Munir cambió el resultado de San Mamés

El Sevilla es club que tiene en sus filas, en los despachos, al genio de la lámpara. Cada año Monchi, secretario técnico, tiene vista para saber que cualidades deben adornar a los jugadores que ficha, como deben encajar en el equipo y cuáles son las posibilidades de hacer buenos negocios. Monchi ha fichado siempre jugadores susceptibles de traspaso y con ello su club ha podido reinventarse cada temporada con los dineros que han dejado en caja los traspasados. El Barcelona, por ejemplo, ha sido uno de los clientes -Alves y Rakitic- que más euros ha dejado en el Sánchez Pizjuán. Este año, presumiblemente, el resultado final será la clasificación para  la Liga de Campeones. Con ello la temporada habrá sido excelente. No hay milagros en Sevilla, hay mano experta de Monchi. Al entrenador le entrega la plantilla idónea para que pueda lucirse.

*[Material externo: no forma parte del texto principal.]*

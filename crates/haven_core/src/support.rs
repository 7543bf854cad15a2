//! crates/haven_core/src/support.rs
//!
//! The rule-based supportive-response engine shared by the companion chat
//! and the community mentor-reply feature.
//!
//! Matching is deliberately simple: lower-case the input, then walk an
//! ordered rule list top-to-bottom and return the first rule whose keyword
//! set matches. The rule order is part of the contract - reordering rules
//! changes observable behavior. When nothing matches, one response is drawn
//! uniformly from a fallback pool through the caller-supplied random source,
//! which keeps the category branch pure and the fallback branch testable
//! with a seeded generator.

use rand::Rng;

/// One (keyword set, fixed response) pair. A rule matches when the lowered
/// input contains any of its keywords.
pub struct ResponseRule {
    pub keywords: &'static [&'static str],
    pub response: &'static str,
}

/// An ordered rule list plus a fallback pool. The companion and mentor
/// tables are kept separate on purpose: the tone and pronoun usage differ,
/// so they must never be merged.
pub struct ResponseTable {
    rules: &'static [ResponseRule],
    fallbacks: &'static [&'static str],
}

impl ResponseTable {
    /// Returns the response for `input`.
    ///
    /// The category branch is deterministic: the first rule (in declaration
    /// order) with a keyword contained in the lowered input wins. Only the
    /// no-match branch consumes randomness. Empty or whitespace-only input
    /// matches no keyword and lands in the fallback pool.
    pub fn respond<R: Rng + ?Sized>(&self, input: &str, rng: &mut R) -> &'static str {
        let lowered = input.to_lowercase();
        for rule in self.rules {
            if rule.keywords.iter().any(|k| lowered.contains(k)) {
                return rule.response;
            }
        }
        self.fallbacks[rng.random_range(0..self.fallbacks.len())]
    }

    /// The fallback pool, exposed for membership assertions in tests.
    pub fn fallbacks(&self) -> &'static [&'static str] {
        self.fallbacks
    }
}

/// First-person companion table, used by the chat thread.
///
/// Priority order: anxiety, sadness, overwhelm, anger, fatigue, gratitude.
pub static COMPANION: ResponseTable = ResponseTable {
    rules: &[
        ResponseRule {
            keywords: &["anxious", "anxiety"],
            response: "I hear that you're feeling anxious. That's a completely normal feeling, and I'm here with you. Try this: Take a deep breath in for 4 counts, hold for 4, then breathe out for 6. Your feelings are valid, and this moment will pass. 🌸",
        },
        ResponseRule {
            keywords: &["sad", "depressed", "down"],
            response: "I'm sorry you're feeling this way. It takes courage to share these feelings. Remember that feeling sad doesn't mean you're broken - it means you're human. Would you like to try a gentle activity together, or would you prefer to talk about what's making you feel this way? 💙",
        },
        ResponseRule {
            keywords: &["stressed", "overwhelmed"],
            response: "Feeling overwhelmed can be really tough. Let's break things down together. Sometimes when everything feels too much, focusing on just one small thing can help. What's one tiny step you could take right now? I believe in you. ✨",
        },
        ResponseRule {
            keywords: &["angry", "mad", "frustrated"],
            response: "Your anger is valid - it's telling you something important. Take a moment to breathe. Sometimes anger is protecting other feelings like hurt or fear. I'm here to listen to whatever you're experiencing without judgment. 🔥➡️💚",
        },
        ResponseRule {
            keywords: &["tired", "exhausted"],
            response: "It sounds like you're carrying a heavy load. Rest isn't selfish - it's necessary. Your worth isn't determined by your productivity. Be gentle with yourself today. 🌙",
        },
        ResponseRule {
            keywords: &["thank", "grateful"],
            response: "It means so much to hear that! Remember, you have the strength within you - I'm just here to remind you of it. You're doing great by taking care of your mental health. 🌟",
        },
    ],
    fallbacks: &[
        "Thank you for sharing that with me. Your feelings matter, and I'm here to listen. Can you tell me more about what's been on your mind? 💚",
        "I appreciate you opening up. That takes courage. How can I best support you right now? 🤗",
        "You're not alone in feeling this way. Many people experience similar emotions. What would feel most helpful to you in this moment? 🌸",
        "I hear you, and your experience is valid. Sometimes just being heard can make a difference. How are you taking care of yourself today? ✨",
    ],
};

/// Third-person mentor table, used for community replies. Same category
/// spine as the companion table with slightly wider keyword sets.
///
/// Priority order: anxiety, sadness, overwhelm, anger, fatigue, gratitude.
pub static MENTOR: ResponseTable = ResponseTable {
    rules: &[
        ResponseRule {
            keywords: &["anxious", "anxiety", "panic", "worried"],
            response: "Anxiety has a way of making everything feel urgent and impossible at once. Sharing it here took courage, and this community understands that feeling well. Grounding can help: notice five things you can see, four you can hear, three you can touch. This feeling is real, and it will pass. 🌸",
        },
        ResponseRule {
            keywords: &["sad", "depressed", "down", "lonely"],
            response: "Thank you for trusting this space with something so heavy. Sadness deserves room to be felt, not hidden. Whoever reads this and feels the same: you are not broken, and you are not alone here. 💙",
        },
        ResponseRule {
            keywords: &["stressed", "overwhelmed"],
            response: "When everything piles up at once, no single step feels like enough - but one small step is still movement. This community sees how much you're carrying. What's the smallest thing that could wait until tomorrow? ✨",
        },
        ResponseRule {
            keywords: &["angry", "mad", "frustrated"],
            response: "Anger is often the loudest messenger for quieter hurts underneath. It's okay to feel it fully here without judgment. Give it some breathing room before acting on it - this space will still be listening afterwards. 💚",
        },
        ResponseRule {
            keywords: &["tired", "exhausted", "burned out"],
            response: "Carrying a heavy load for a long time is exhausting, and rest is not something that has to be earned. Be as gentle with yourself tonight as you would be with a friend who wrote this post. 🌙",
        },
        ResponseRule {
            keywords: &["thank", "grateful"],
            response: "Gratitude shared out loud lifts more people than you can see. Posts like this remind everyone here why this community matters. Keep taking care of yourself - it's clearly working. 🌟",
        },
    ],
    fallbacks: &[
        "Thank you for sharing this with the community. Your experience matters, and someone reading it today feels less alone because of it. 💚",
        "It takes real courage to put feelings into words. This is a safe space, and people here understand more than you might expect. 🤗",
        "You've been heard. Whatever today looks like, posting here was a step toward feeling better, and that counts. 🌸",
        "Many people in this community have stood where you're standing. Be patient with yourself - healing is rarely a straight line. ✨",
    ],
};

#[cfg(test)]
mod tests {
    use super::*;
    use rand::rngs::StdRng;
    use rand::SeedableRng;

    fn rng() -> StdRng {
        StdRng::seed_from_u64(7)
    }

    #[test]
    fn anxiety_keyword_returns_the_anxiety_response_exactly() {
        let response = COMPANION.respond("I feel so anxious about exams", &mut rng());
        assert_eq!(response, COMPANION.rules[0].response);
    }

    #[test]
    fn matching_is_case_insensitive() {
        let upper = COMPANION.respond("ANXIETY is eating me alive", &mut rng());
        let lower = COMPANION.respond("anxiety is eating me alive", &mut rng());
        assert_eq!(upper, lower);
    }

    #[test]
    fn first_rule_in_declaration_order_wins() {
        // "sad" and "anxious" both appear; anxiety has priority.
        let response = COMPANION.respond("I'm sad and anxious at the same time", &mut rng());
        assert_eq!(response, COMPANION.rules[0].response);

        // Sadness outranks fatigue.
        let response = COMPANION.respond("feeling down and so tired", &mut rng());
        assert_eq!(response, COMPANION.rules[1].response);
    }

    #[test]
    fn unmatched_input_draws_from_the_fallback_pool() {
        let response = COMPANION.respond("what's the weather like?", &mut rng());
        assert!(COMPANION.fallbacks().contains(&response));
    }

    #[test]
    fn empty_and_whitespace_input_fall_through_to_the_pool() {
        assert!(COMPANION.fallbacks().contains(&COMPANION.respond("", &mut rng())));
        assert!(COMPANION.fallbacks().contains(&COMPANION.respond("   \t ", &mut rng())));
    }

    #[test]
    fn seeded_fallback_draw_is_reproducible() {
        let a = COMPANION.respond("hello there", &mut StdRng::seed_from_u64(42));
        let b = COMPANION.respond("hello there", &mut StdRng::seed_from_u64(42));
        assert_eq!(a, b);
    }

    #[test]
    fn mentor_table_speaks_with_its_own_voice() {
        let companion = COMPANION.respond("so anxious today", &mut rng());
        let mentor = MENTOR.respond("so anxious today", &mut rng());
        assert_ne!(companion, mentor);
        assert!(mentor.contains("community"));
    }

    #[test]
    fn mentor_table_knows_its_wider_keyword_set() {
        let response = MENTOR.respond("I had a panic attack on the bus", &mut rng());
        assert_eq!(response, MENTOR.rules[0].response);
    }
}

En el elenco sevillista hay varios jugadores que pueden tener plaza en algunos de los mejores conjuntos europeos. Fernando, Diego Carlos, Ocampos y Kounté, pongamos por caso, han de ser objeto del deseo.  En Bilbao se jugaba ayer afirmarse entre las cuatros plazas de la elite. Al comienzo pareció que era el equipo de casa, el que había de poner el juego a su favor desde el principio. Los de San Mamés parecieron menos eléctricos, con menos empeño que otras veces. Tardaron buen rato en desprenderse de la presión sevillista y cuando lo hicieron, en jugada de fortuna, Capa batió a Bono, portero que por lesión del titular se ha tenido que hacer cargo de la meta.

Volvió a brillar Banega en el centro y tanto Navas como Reguilón abrieron el campo por sus bandas y Ocampos trató de encontrar le hueco con el que demostrar una vez más su categoría de delantero oportunista y peleón. Está viviendo una gran temporada y siempre cabe esperar un golpe de buen tino.

Lopetegui, que barruntó que se le podía escapar el encuentro, recurrió a Munir y De Jong para potenciar el ataque. Munir se cayó el borde del área, o se tiró quizá, y el libre directo lo lanzó Banega con tal maestría que Unai Simón, que había hecho la parada de la noche, lo único que pudo hacer fue saludar la entrada de la pelota por la escuadra. Cinco minutos después, Munir volvió a aparecer y esta vez fue para lograr la segunda diana de su equipo. El partido cambió, entre otras razones, porque desde que comenzó la segunda parte fueron los sevillistas quienes se hicieron dueños del partido. La consecuencia final fue la victoria. El Sevilla se reafirmó en la cuarta plaza de Liga de Campeones. Su objetivo empieza a estar cumplido.

En la lucha por huir del descenso, el Mallorca hizo gran esfuerzo y derrotó al Levante (2-0) lo que le acerca al Alavés, equipo que tiene un final de campeonato más que comprometido y se puede ver en la peor de las consecuencias. El Éibar se complicó la vida al no vencer en su casa al Leganés (0-0). En el tramo final todavía quedan partidos propicios al infarto de los forofos.